Once we are onto this divine penchant, our search narrows. Now we’re looking in plain places, small corners, for unremarkable things. If Jacob, on the morning after his ladder dream, can point to the nameless spot on which he slept, head pillowed on a rock, and say, “How awesome is this place! This is none other than the house of God; this is the gate of heaven” (Gen. 28:17), then every patch of Earth, every stone is sanctified.
And now we are back to where we began. Everywhere is the gate of heaven, but you and I must find the one place that somehow calls to us, and go there day after day.
*Thanks to my colleague Rabbi Geoffrey A. Mitelman for this story. Sinai and Synapses, “The Space in Between,” February 23, 2023.
Question for Today:
How can I find God?
Where have I felt God’s presence at some point in my life, and what keeps me from returning there today?
Question #6 “How Can We Get Beyond the Bitterness and Division In Our World?” comes Tuesday March 7.
Michael says
My place is in my office, on the floor, on the mat, with headhphones on, listening to three hymns: God Be in My Head, The Prayer of St. Patrick, and The Prayer of St. Francis (Lord, make me an instrument of Thy peace…”).

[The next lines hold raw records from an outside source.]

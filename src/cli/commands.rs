//! CLI command definitions

use clap::{ArgGroup, Parser, Subcommand};
use std::path::PathBuf;

#[derive(Parser, Debug)]
#[command(name = "climblog")]
#[command(about = "Turn free-form climbing log comments into structured records", long_about = None)]
#[command(version)]
pub struct Cli {
    #[command(subcommand)]
    pub command: Commands,
}

#[derive(Subcommand, Debug)]
pub enum Commands {
    /// Initialize a new climbing log
    Init {
        /// Directory to initialize (default: current directory)
        #[arg(default_value = ".")]
        path: PathBuf,

        /// Start with the built-in Rumney route catalogue
        #[arg(long)]
        seed_routes: bool,
    },

    /// Parse a comment and print the result without storing it
    Parse {
        /// Log comment, e.g. "Armed, Centerpiece (AS 2xlead 2h, TA redpoint)"
        comment: String,

        /// Default climbers for the comment (comma-separated codes)
        #[arg(long, value_delimiter = ',')]
        climbers: Vec<String>,

        /// Place and climbers header, e.g. "Rumney TA AS"
        #[arg(long, default_value = "")]
        header: String,
    },

    /// Import days from a CSV export of the log
    Import {
        /// CSV file with Date, Climb and Comments columns
        csv: PathBuf,

        /// Only import dates starting with this prefix (e.g. 2024 or 2024-06)
        #[arg(long, value_name = "PREFIX")]
        date: Option<String>,

        /// Re-import days that are already stored
        #[arg(long)]
        force: bool,
    },

    /// Show a stored day
    Show {
        /// Date (YYYY-MM-DD or M/D/YYYY)
        date: String,

        /// Highlight one entry in the log text
        #[arg(long, value_name = "INDEX")]
        entry: Option<usize>,
    },

    /// List stored days
    List {
        /// Start date (inclusive)
        #[arg(long)]
        from: Option<String>,

        /// End date (inclusive)
        #[arg(long)]
        to: Option<String>,

        /// Limit number of results
        #[arg(short = 'n', long)]
        limit: Option<usize>,
    },

    /// Manage the route registry
    Route {
        #[command(subcommand)]
        action: RouteCommand,
    },

    /// Correct a parsed entry
    #[command(group(
        ArgGroup::new("correction")
            .required(true)
            .args(["route", "attempts", "not_a_climb"])
    ))]
    Correct {
        /// Date of the stored day
        date: String,

        /// Entry index as shown by `climblog show`
        index: usize,

        /// Use this registered route (name or alias)
        #[arg(long, value_name = "NAME")]
        route: Option<String>,

        /// Also remember the entry's text as an alias of the route
        #[arg(long, requires = "route")]
        remember_alias: bool,

        /// Replace a climber's attempts, e.g. AS=2hc (h: hang, c: clean)
        #[arg(long, value_name = "CLIMBER=SPEC")]
        attempts: Option<String>,

        /// The entry is not a climb
        #[arg(long)]
        not_a_climb: bool,
    },

    /// View or modify configuration
    Config {
        /// Config key to get or set
        key: Option<String>,

        /// Value to set (if provided, sets the key)
        value: Option<String>,

        /// List all configuration
        #[arg(short, long)]
        list: bool,
    },
}

#[derive(Subcommand, Debug)]
pub enum RouteCommand {
    /// Register a new route
    Add {
        name: String,
        grade: String,

        /// Extra spelling of the name (repeatable)
        #[arg(long = "alias", value_name = "ALIAS")]
        aliases: Vec<String>,
    },

    /// Add an alias to a registered route
    Alias { name: String, alias: String },

    /// Rank routes against an approximate name
    Find {
        approx: String,

        #[arg(short = 'n', long, default_value_t = 5)]
        limit: usize,
    },

    /// List registered routes
    List,
}

#[cfg(test)]
mod tests {
    use super::*;
    use clap::CommandFactory;

    #[test]
    fn test_cli_definition() {
        Cli::command().debug_assert();
    }

    #[test]
    fn test_parse_climbers_list() {
        let cli = Cli::try_parse_from(["climblog", "parse", "Armed", "--climbers", "TA,AS"]).unwrap();
        match cli.command {
            Commands::Parse { climbers, header, .. } => {
                assert_eq!(climbers, vec!["TA", "AS"]);
                assert_eq!(header, "");
            }
            other => panic!("unexpected command {:?}", other),
        }
    }

    #[test]
    fn test_correct_requires_exactly_one_fix() {
        assert!(Cli::try_parse_from(["climblog", "correct", "2024-06-26", "0"]).is_err());
        assert!(Cli::try_parse_from([
            "climblog",
            "correct",
            "2024-06-26",
            "0",
            "--not-a-climb",
            "--attempts",
            "AS=c"
        ])
        .is_err());
        assert!(Cli::try_parse_from(["climblog", "correct", "2024-06-26", "0", "--not-a-climb"]).is_ok());
    }

    #[test]
    fn test_route_add_aliases() {
        let cli = Cli::try_parse_from([
            "climblog", "route", "add", "Science Friction", "10a", "--alias", "Sci Fri",
        ])
        .unwrap();
        match cli.command {
            Commands::Route {
                action: RouteCommand::Add { name, aliases, .. },
            } => {
                assert_eq!(name, "Science Friction");
                assert_eq!(aliases, vec!["Sci Fri"]);
            }
            other => panic!("unexpected command {:?}", other),
        }
    }
}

There’s more practice after that but that’s where it begins.
Matt Edwards says
Like the boy I find God in the woods, Woodland Park to be exact, with my 3 dogs and my 2 year old Kyle. Everytime the dogs go there it’s like they’ve never been there before and I kinda feel the same way. Watching my 2 year old navigate the rocks and make progress each trip gives me belief in a Power greater than myself. I often see my Rector there with his dog Beckett so I can’t be too far off!
Monte says
On the 31st of December 1984 I met Janice Norton at a New Years Eve party. We dated for a while, became good friends and I ended up renting one of the two apartments that she was renting in the five story apartment building at the corner of Hawthorne and SE 50th. She used the second apartment (two floors above her residence) more for storage than anything else, but there was plenty of room for me to make it a comfortable place to call home for the few months I needed. The apartment was located on the fourth floor and had a large window that faced West. This window, being at the elevation it was, offered an incredible view of the west hills of Portland; the backdrop of downtown’s skyscrapers positioned just across the Willamette river. On those rare mornings when the sunrise wasn’t obscured by the clouds, the breaking light of day would find every reflective surface located throughout the west hills, causing those hills to appear as mounds of glittering jewels. It was quite a spectacle to wake up to!

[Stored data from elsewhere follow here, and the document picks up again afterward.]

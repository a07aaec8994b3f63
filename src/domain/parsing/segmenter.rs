//! Splitting a day's comment into one fragment per route mention
//!
//! A comment looks like:
//!
//! ```text
//! Armed, Obi (AS); Jedi Mind Tricks * 2 (TA working moves).
//! ```
//!
//! Fragments are separated by runs of `,` `;` `!` or `.` outside of
//! parentheses. The parenthesised clause after a route name carries the
//! per-route detail (who climbed, how it went).
//!
//! # Examples
//!
//! ```
//! use climblog::domain::parsing::segment;
//!
//! let seg = segment("Armed, Obi (AS)");
//! assert_eq!(seg.fragments.len(), 2);
//! assert_eq!(seg.fragments[1].name_approx, "Obi");
//! assert_eq!(seg.fragments[1].remainder, "AS");
//! assert_eq!(seg.reconstruct(), "Armed, Obi (AS)");
//! ```

/// One route mention within a comment
#[derive(Debug, Clone, PartialEq, Eq)]
pub struct Fragment {
    /// Byte offset of the first non-blank character in the comment
    pub start: usize,
    /// Byte offset one past the last non-blank character
    pub end: usize,
    /// Verbatim `comment[start..end]`
    pub text: String,
    /// Text before the first `(`, trimmed
    pub name_approx: String,
    /// Text inside the outermost parentheses, trimmed
    pub remainder: String,
    /// Text after the closing parenthesis, trimmed
    pub suffix: String,
    /// Verbatim text between this fragment and the next one (or the end)
    pub separator: String,
}

/// A comment split into fragments, keeping every character of the input
#[derive(Debug, Clone, PartialEq, Eq, Default)]
pub struct Segmentation {
    /// Text before the first fragment (separators and blanks only)
    pub lead: String,
    pub fragments: Vec<Fragment>,
}

impl Segmentation {
    /// Rebuild the original comment from the lead, fragments and separators
    pub fn reconstruct(&self) -> String {
        let mut out = self.lead.clone();
        for fragment in &self.fragments {
            out.push_str(&fragment.text);
            out.push_str(&fragment.separator);
        }
        out
    }
}

/// Split a comment into fragments. Never fails: unbalanced parentheses
/// extend to the end of the comment and blank segments fold into separators.
pub fn segment(comment: &str) -> Segmentation {
    let chars: Vec<(usize, char)> = comment.char_indices().collect();
    let mut bounds: Vec<(usize, usize)> = Vec::new();
    let mut depth = 0usize;
    let mut seg_start = 0;

    for (i, &(pos, ch)) in chars.iter().enumerate() {
        match ch {
            '(' => depth += 1,
            ')' => depth = depth.saturating_sub(1),
            _ if depth == 0 && is_separator(&chars, i) => {
                bounds.push((seg_start, pos));
                seg_start = pos + ch.len_utf8();
            }
            _ => {}
        }
    }
    bounds.push((seg_start, comment.len()));

    let spans: Vec<(usize, usize)> = bounds
        .into_iter()
        .filter_map(|(start, end)| trim_span(comment, start, end))
        .collect();

    let lead = match spans.first() {
        Some(&(start, _)) => comment[..start].to_string(),
        None => comment.to_string(),
    };

    let fragments = spans
        .iter()
        .enumerate()
        .map(|(i, &(start, end))| {
            let next = spans.get(i + 1).map_or(comment.len(), |&(s, _)| s);
            let text = &comment[start..end];
            let (name_approx, remainder, suffix) = split_detail(text);
            Fragment {
                start,
                end,
                text: text.to_string(),
                name_approx,
                remainder,
                suffix,
                separator: comment[end..next].to_string(),
            }
        })
        .collect();

    Segmentation { lead, fragments }
}

/// `,` `;` `!` always separate; `.` separates unless it sits between digits
/// (grades like 5.10a).
fn is_separator(chars: &[(usize, char)], i: usize) -> bool {
    match chars[i].1 {
        ',' | ';' | '!' => true,
        '.' => {
            let prev_digit = i > 0 && chars[i - 1].1.is_ascii_digit();
            let next_digit = chars.get(i + 1).is_some_and(|(_, c)| c.is_ascii_digit());
            !(prev_digit && next_digit)
        }
        _ => false,
    }
}

/// Shrink a byte span to its non-blank content, or None if it is all blank
fn trim_span(comment: &str, start: usize, end: usize) -> Option<(usize, usize)> {
    let slice = &comment[start..end];
    let trimmed = slice.trim_start();
    if trimmed.is_empty() {
        return None;
    }
    let new_start = start + (slice.len() - trimmed.len());
    let new_end = new_start + trimmed.trim_end().len();
    Some((new_start, new_end))
}

/// Split fragment text into (name, parenthesised remainder, suffix)
fn split_detail(text: &str) -> (String, String, String) {
    let Some(open) = text.find('(') else {
        return (text.trim().to_string(), String::new(), String::new());
    };

    let name = text[..open].trim().to_string();
    let mut depth = 0usize;
    let mut close = None;
    for (i, ch) in text[open..].char_indices() {
        match ch {
            '(' => depth += 1,
            ')' => {
                depth -= 1;
                if depth == 0 {
                    close = Some(open + i);
                    break;
                }
            }
            _ => {}
        }
    }

    match close {
        Some(close) => (
            name,
            text[open + 1..close].trim().to_string(),
            text[close + 1..].trim().to_string(),
        ),
        // Unterminated: the detail runs to the end of the fragment
        None => (name, text[open + 1..].trim().to_string(), String::new()),
    }
}

#[cfg(test)]
mod tests {
    use super::*;

    fn names(seg: &Segmentation) -> Vec<&str> {
        seg.fragments.iter().map(|f| f.name_approx.as_str()).collect()
    }

    #[test]
    fn test_simple_list() {
        let seg = segment("Holderness, Idiot, Misdemeanor");
        assert_eq!(names(&seg), vec!["Holderness", "Idiot", "Misdemeanor"]);
        assert!(seg.fragments.iter().all(|f| f.remainder.is_empty()));
    }

    #[test]
    fn test_commas_inside_parentheses_do_not_split() {
        let seg = segment("Centerpiece (AS 2xlead 2h, TA redpoint), Social O (TA,  AS to the top)");
        assert_eq!(names(&seg), vec!["Centerpiece", "Social O"]);
        assert_eq!(seg.fragments[0].remainder, "AS 2xlead 2h, TA redpoint");
        assert_eq!(seg.fragments[1].remainder, "TA,  AS to the top");
    }

    #[test]
    fn test_mixed_separators() {
        let seg = segment("Armed, Obi (AS); Jedi Mind Tricks * 2 (TA working moves).");
        assert_eq!(names(&seg), vec!["Armed", "Obi", "Jedi Mind Tricks * 2"]);
        assert_eq!(seg.fragments[2].remainder, "TA working moves");
        assert_eq!(seg.fragments[2].separator, ".");
    }

    #[test]
    fn test_offsets_point_into_original() {
        let comment = "Armed,  Obi (AS)";
        let seg = segment(comment);
        assert_eq!(seg.fragments[0].start, 0);
        assert_eq!(seg.fragments[1].start, 8);
        assert_eq!(&comment[seg.fragments[1].start..seg.fragments[1].end], "Obi (AS)");
        assert_eq!(seg.fragments[0].separator, ",  ");
    }

    #[test]
    fn test_decimal_grade_is_not_a_separator() {
        let seg = segment("Bolt line 5.8, Centerpiece");
        assert_eq!(names(&seg), vec!["Bolt line 5.8", "Centerpiece"]);
    }

    #[test]
    fn test_separator_runs_and_blank_segments() {
        let seg = segment(",, Armed,, , Obi...");
        assert_eq!(names(&seg), vec!["Armed", "Obi"]);
        assert_eq!(seg.lead, ",, ");
        assert_eq!(seg.fragments[0].separator, ",, , ");
        assert_eq!(seg.fragments[1].separator, "...");
    }

    #[test]
    fn test_unterminated_parenthesis_runs_to_end() {
        let comment = "Armed (AS, TA, Obi";
        let seg = segment(comment);
        assert_eq!(seg.fragments.len(), 1);
        assert_eq!(seg.fragments[0].name_approx, "Armed");
        assert_eq!(seg.fragments[0].remainder, "AS, TA, Obi");
        assert_eq!(seg.reconstruct(), comment);
    }

    #[test]
    fn test_stray_closing_parenthesis() {
        let comment = "Armed) , Obi";
        let seg = segment(comment);
        assert_eq!(names(&seg), vec!["Armed)", "Obi"]);
        assert_eq!(seg.reconstruct(), comment);
    }

    #[test]
    fn test_nested_parentheses() {
        let seg = segment("Weevil (AS (finally) clean), Armed");
        assert_eq!(seg.fragments[0].remainder, "AS (finally) clean");
        assert_eq!(names(&seg), vec!["Weevil", "Armed"]);
    }

    #[test]
    fn test_suffix_after_parenthesis() {
        let seg = segment("Obi (AS) twice");
        assert_eq!(seg.fragments[0].name_approx, "Obi");
        assert_eq!(seg.fragments[0].remainder, "AS");
        assert_eq!(seg.fragments[0].suffix, "twice");
    }

    #[test]
    fn test_parenthesis_only_fragment() {
        let seg = segment("(rained out)");
        assert_eq!(seg.fragments.len(), 1);
        assert_eq!(seg.fragments[0].name_approx, "");
        assert_eq!(seg.fragments[0].remainder, "rained out");
    }

    #[test]
    fn test_empty_and_blank_comments() {
        let seg = segment("");
        assert!(seg.fragments.is_empty());
        assert_eq!(seg.reconstruct(), "");

        let seg = segment("  ,;  ");
        assert!(seg.fragments.is_empty());
        assert_eq!(seg.lead, "  ,;  ");
    }

    #[test]
    fn test_reconstruction_is_exact() {
        let comments = [
            "Holderness, Idiot, Misdemeanor, White Rhino (TA, AS found new beta), Espresso (TA)",
            "  Armed,, Obi *2 (AS)  ",
            "2 runs on Kundalini (so-so. linked to the top on lead from just after crux)",
            "Café (TA) ; Über (AS)!",
            "((((",
            "))), ,",
        ];
        for comment in comments {
            assert_eq!(segment(comment).reconstruct(), comment, "comment: {comment:?}");
        }
    }
}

One morning while sitting in front of this window, focusing my view into the seemingly limitless sky above and beyond the west hills, I had a revelation about “God.” I went past all the images, symbols and concepts that the world presented as God and experienced the ineffable. What was not ineffable, though, and was the flip side of this experience, was the realization that whatever thoughts or fears I had ever had over the years about the concept of “hell” that my exposure to religion had indoctrinated me with…well, those thoughts and fears were misplaced. In other words, I realized I never had to worry or be concerned about going to hell because I was already there. Oops, I have digressed.
Note: prior to this incident, the idea of God had always been an enigma with me and I had no definitive answer to the question, does God exist? After this incident, I knew “God” did exist but whatever God was, it was beyond description or explanation. Through symbols, allegories, metaphors, and analogies we can point to God but knowing God is an experience. The metaphor that I use to point to God is space for where is space not and what other than space contains all that I perceive?
David Anderson says
Thanks for this, Monte—we should seek the God beyond “God,” whatever that is for us. It’s different for everyone, but, like you, most of us got an image of God that was just too small. Thanks for telling us your story.